Rondônia, por sua vez, é o estado do empreendedorismo no campo. Ainda como território do Guaporé, nas décadas de 1970 e 1980, a região hospedou programas de assentamento do INCRA e o Polo Noroeste, projeto de colonização do governo federal que atraiu migrantes sulistas vocacionados à produção e alocados em pequenas propriedades no campo. O empreendedorismo rural rapidamente converteu Rondônia em fronteira pujante do agronegócio, em especial, da pecuária.

Nos últimos 20 anos, os projetos de Acre e Rondônia tiveram frutos diferentes.

Na economia, o contraste de performance entre o “Acre dos extrativistas” e a “Rondônia dos pecuaristas” é marcante. Em 2002, o PIB per capita de Rondônia era de R$ 20.3 mil, enquanto o do Acre, R$ 19.7 mil.  Ou seja: os estados possuíam renda equivalente.  Quase duas décadas depois, o PIB per capita de Rondônia aumentou quase 50%, batendo R$ 29.1 mil em 2018, ao passo que o Acre parou no tempo: o estado chega a 2018 com PIB de R$ 20.4 mil, praticamente o mesmo valor de 2002.

             

Na área social, o contraste entre os dois casos também é significativo.  Em 2006, repasses do Bolsa Família em Rondônia eram de R$ 90 per capita. No Acre, R$ 123.  Quase uma década e meia depois, em 2019, o que ocorreu com os números?  No Acre, as transferências do programa federal quase triplicaram, atingindo valor de R$ 356 per capita.  Rondônia, por sua vez, manteve a proporção de transferências quase inalterada em relação a 2006: R$ 87 per capita.

                     

Desde a crise de 2014-2016, a velocidade da reação de Acre e Rondônia também tem sido muito diferente.  Em Rondônia, bastaram dois anos para que o estado recuperasse o nível de renda per capita de 2014.  Já no Acre, em 2018, a economia do estado permanecia 20% inferior ao início da crise e, ainda hoje, não foi capaz de retomar nível do passado. Na mesma linha, as transferências de renda per capita do Bolsa Família em Rondônia eram 50% menores em 2019, em comparação com 2014, enquanto no Acre a queda foi de 8%.

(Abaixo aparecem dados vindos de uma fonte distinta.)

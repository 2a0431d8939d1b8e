//! Array-to-image conversion.

use crate::colormap::Colormap;
use anyhow::Result;
use image::codecs::png::PngEncoder;
use image::{ExtendedColorType, ImageEncoder, RgbImage};
use ndarray::{Array2, Array3};
use vcube_core::EngineError;

/// The finite min/max of a value stream, ignoring NaN and infinities.
fn finite_bounds<'a>(values: impl Iterator<Item = &'a f64>) -> Option<(f64, f64)> {
	let mut bounds: Option<(f64, f64)> = None;
	for &value in values {
		if !value.is_finite() {
			continue;
		}
		bounds = Some(match bounds {
			Some((low, high)) => (low.min(value), high.max(value)),
			None => (value, value),
		});
	}
	bounds
}

fn normalized(value: f64, low: f64, high: f64) -> f64 {
	if !value.is_finite() {
		return f64::NAN;
	}
	if high == low {
		return 0.0;
	}
	(value - low) / (high - low)
}

/// Colorizes a single-channel array: min-max normalization over the finite
/// values, then one colormap sample per pixel. NaN pixels come out black.
pub fn colorize(values: &Array2<f64>, colormap: &Colormap) -> RgbImage {
	let (height, width) = values.dim();
	let (low, high) = finite_bounds(values.iter()).unwrap_or((0.0, 0.0));

	let mut img = RgbImage::new(width as u32, height as u32);
	for ((row, col), &value) in values.indexed_iter() {
		let rgb = colormap.sample(normalized(value, low, high));
		img.put_pixel(col as u32, row as u32, image::Rgb(rgb));
	}
	img
}

/// Builds an RGB composite from the first three channels of a multi-band
/// cube, stretched to 0..255 over the cube's finite bounds.
pub fn compose_rgb(cube: &Array3<f64>) -> RgbImage {
	let (bands, height, width) = cube.dim();
	let (low, high) = finite_bounds(cube.iter()).unwrap_or((0.0, 0.0));

	let mut img = RgbImage::new(width as u32, height as u32);
	for row in 0..height {
		for col in 0..width {
			let mut rgb = [0u8; 3];
			for (channel, slot) in rgb.iter_mut().enumerate() {
				let band = channel.min(bands - 1);
				let t = normalized(cube[[band, row, col]], low, high);
				*slot = if t.is_nan() { 0 } else { (t * 255.0).round() as u8 };
			}
			img.put_pixel(col as u32, row as u32, image::Rgb(rgb));
		}
	}
	img
}

/// Renders a result cube the way the batch pipeline serves it: single-band
/// cubes go through the colormap, multi-band cubes become RGB composites.
pub fn to_image(cube: &Array3<f64>, colormap: &Colormap) -> Result<RgbImage> {
	match cube.dim().0 {
		0 => Err(EngineError::render("cannot render a zero-band result")),
		1 => {
			let layer = cube.index_axis(ndarray::Axis(0), 0).to_owned();
			Ok(colorize(&layer, colormap))
		}
		_ => Ok(compose_rgb(cube)),
	}
}

/// Encodes an image as PNG bytes.
pub fn png_bytes(img: &RgbImage) -> Result<Vec<u8>> {
	let mut buffer = Vec::new();
	PngEncoder::new(&mut buffer)
		.write_image(img.as_raw(), img.width(), img.height(), ExtendedColorType::Rgb8)
		.map_err(|err| EngineError::render(format!("PNG encoding failed: {err}")))?;
	Ok(buffer)
}

#[cfg(test)]
mod tests {
	use super::*;
	use ndarray::{Array2, Array3, array};

	#[test]
	fn colorize_spans_the_gradient() {
		let values = array![[0.0, 0.5], [1.0, f64::NAN]];
		let img = colorize(&values, &Colormap::default());

		assert_eq!(img.dimensions(), (2, 2));
		assert_eq!(img.get_pixel(0, 0).0, [165, 0, 38]);
		assert_eq!(img.get_pixel(1, 0).0, [255, 255, 191]);
		assert_eq!(img.get_pixel(0, 1).0, [0, 104, 55]);
		assert_eq!(img.get_pixel(1, 1).0, [0, 0, 0], "NaN renders black");
	}

	#[test]
	fn normalization_ignores_nan_when_finding_bounds() {
		let values = array![[10.0, 20.0], [f64::NAN, 30.0]];
		let img = colorize(&values, &Colormap::by_name("Greys").unwrap());
		// 10 -> t=0 -> white; 30 -> t=1 -> black
		assert_eq!(img.get_pixel(0, 0).0, [255, 255, 255]);
		assert_eq!(img.get_pixel(1, 1).0, [0, 0, 0]);
	}

	#[test]
	fn constant_arrays_render_uniformly() {
		let values = Array2::from_elem((3, 3), 5.0);
		let img = colorize(&values, &Colormap::default());
		let first = img.get_pixel(0, 0);
		assert!(img.pixels().all(|pixel| pixel == first));
	}

	#[test]
	fn rendering_twice_is_byte_identical() {
		let values = array![[0.1, 0.9], [0.4, f64::NAN]];
		let cmap = Colormap::default();
		let once = png_bytes(&colorize(&values, &cmap)).unwrap();
		let twice = png_bytes(&colorize(&values, &cmap)).unwrap();
		assert_eq!(once, twice);
	}

	#[test]
	fn single_band_cube_uses_the_colormap() {
		let cube = Array3::from_shape_vec((1, 1, 2), vec![0.0, 1.0]).unwrap();
		let img = to_image(&cube, &Colormap::default()).unwrap();
		assert_eq!(img.get_pixel(0, 0).0, [165, 0, 38]);
	}

	#[test]
	fn multi_band_cube_becomes_an_rgb_composite() {
		let cube = Array3::from_shape_vec(
			(3, 1, 2),
			vec![
				0.0, 255.0, // red channel
				0.0, 0.0, // green channel
				255.0, 0.0, // blue channel
			],
		)
		.unwrap();
		let img = to_image(&cube, &Colormap::default()).unwrap();
		assert_eq!(img.get_pixel(0, 0).0, [0, 0, 255]);
		assert_eq!(img.get_pixel(1, 0).0, [255, 0, 0]);
	}

	#[test]
	fn png_bytes_are_decodable() {
		let values = array![[0.0, 1.0]];
		let bytes = png_bytes(&colorize(&values, &Colormap::default())).unwrap();
		let decoded = image::load_from_memory(&bytes).unwrap();
		assert_eq!(decoded.width(), 2);
		assert_eq!(decoded.height(), 1);
	}
}
//! Packing of per-scene intermediates.

use anyhow::{Context, Result};
use std::fs::File;
use std::io;
use std::path::{Path, PathBuf};
use zip::CompressionMethod;
use zip::write::SimpleFileOptions;

/// Packs `files` into a deflate-compressed archive at `output` and deletes
/// the originals afterwards. Entries are stored flat under their file names.
pub fn zip_files(files: &[PathBuf], output: &Path) -> Result<()> {
	let archive = File::create(output).with_context(|| format!("cannot create {output:?}"))?;
	let mut writer = zip::ZipWriter::new(archive);
	let options = SimpleFileOptions::default().compression_method(CompressionMethod::Deflated);

	for path in files {
		let name = path
			.file_name()
			.and_then(|name| name.to_str())
			.with_context(|| format!("{path:?} has no usable file name"))?;
		writer
			.start_file(name, options.clone())
			.with_context(|| format!("cannot add {name} to {output:?}"))?;
		let mut source = File::open(path).with_context(|| format!("cannot open {path:?}"))?;
		io::copy(&mut source, &mut writer).with_context(|| format!("cannot pack {path:?}"))?;
	}
	writer.finish().with_context(|| format!("cannot finalize {output:?}"))?;

	for path in files {
		std::fs::remove_file(path).with_context(|| format!("cannot remove packed file {path:?}"))?;
	}
	log::debug!("packed {} files into {output:?}", files.len());
	Ok(())
}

Nada disso, vale ressaltar, veio sem um preço ambiental.  O Acre foi muito mais capaz de preservar a floresta e de conviver em relativa harmoniza com ela. Hoje, o estado mantém-se 87% preservado, em que pese sinais crescentes de desmatamento.  Rondônia, por sua vez, cresceu com modelo econômico que pressionou muito mais a degradação. Hoje, o estado já perdeu 37% da sua cobertura florestal.

                   

Qual dos dois projetos é melhor? O melhor é não ter de escolher entre crescimento ou preservação; entre pobreza ou devastação. O melhor é abrir espaço, em cada estado, para a geração de renda e riqueza com inclusão produtiva, conciliando as aspirações legítimas de progresso e bem-estar de todo indivíduo, com a necessidade de preservação ambiental. Para isso, o Acre não tem de virar Rondônia, nem o inverso. O melhor caminho é cada um tentar se tornar outra coisa, ou uma versão melhor de si mesmo.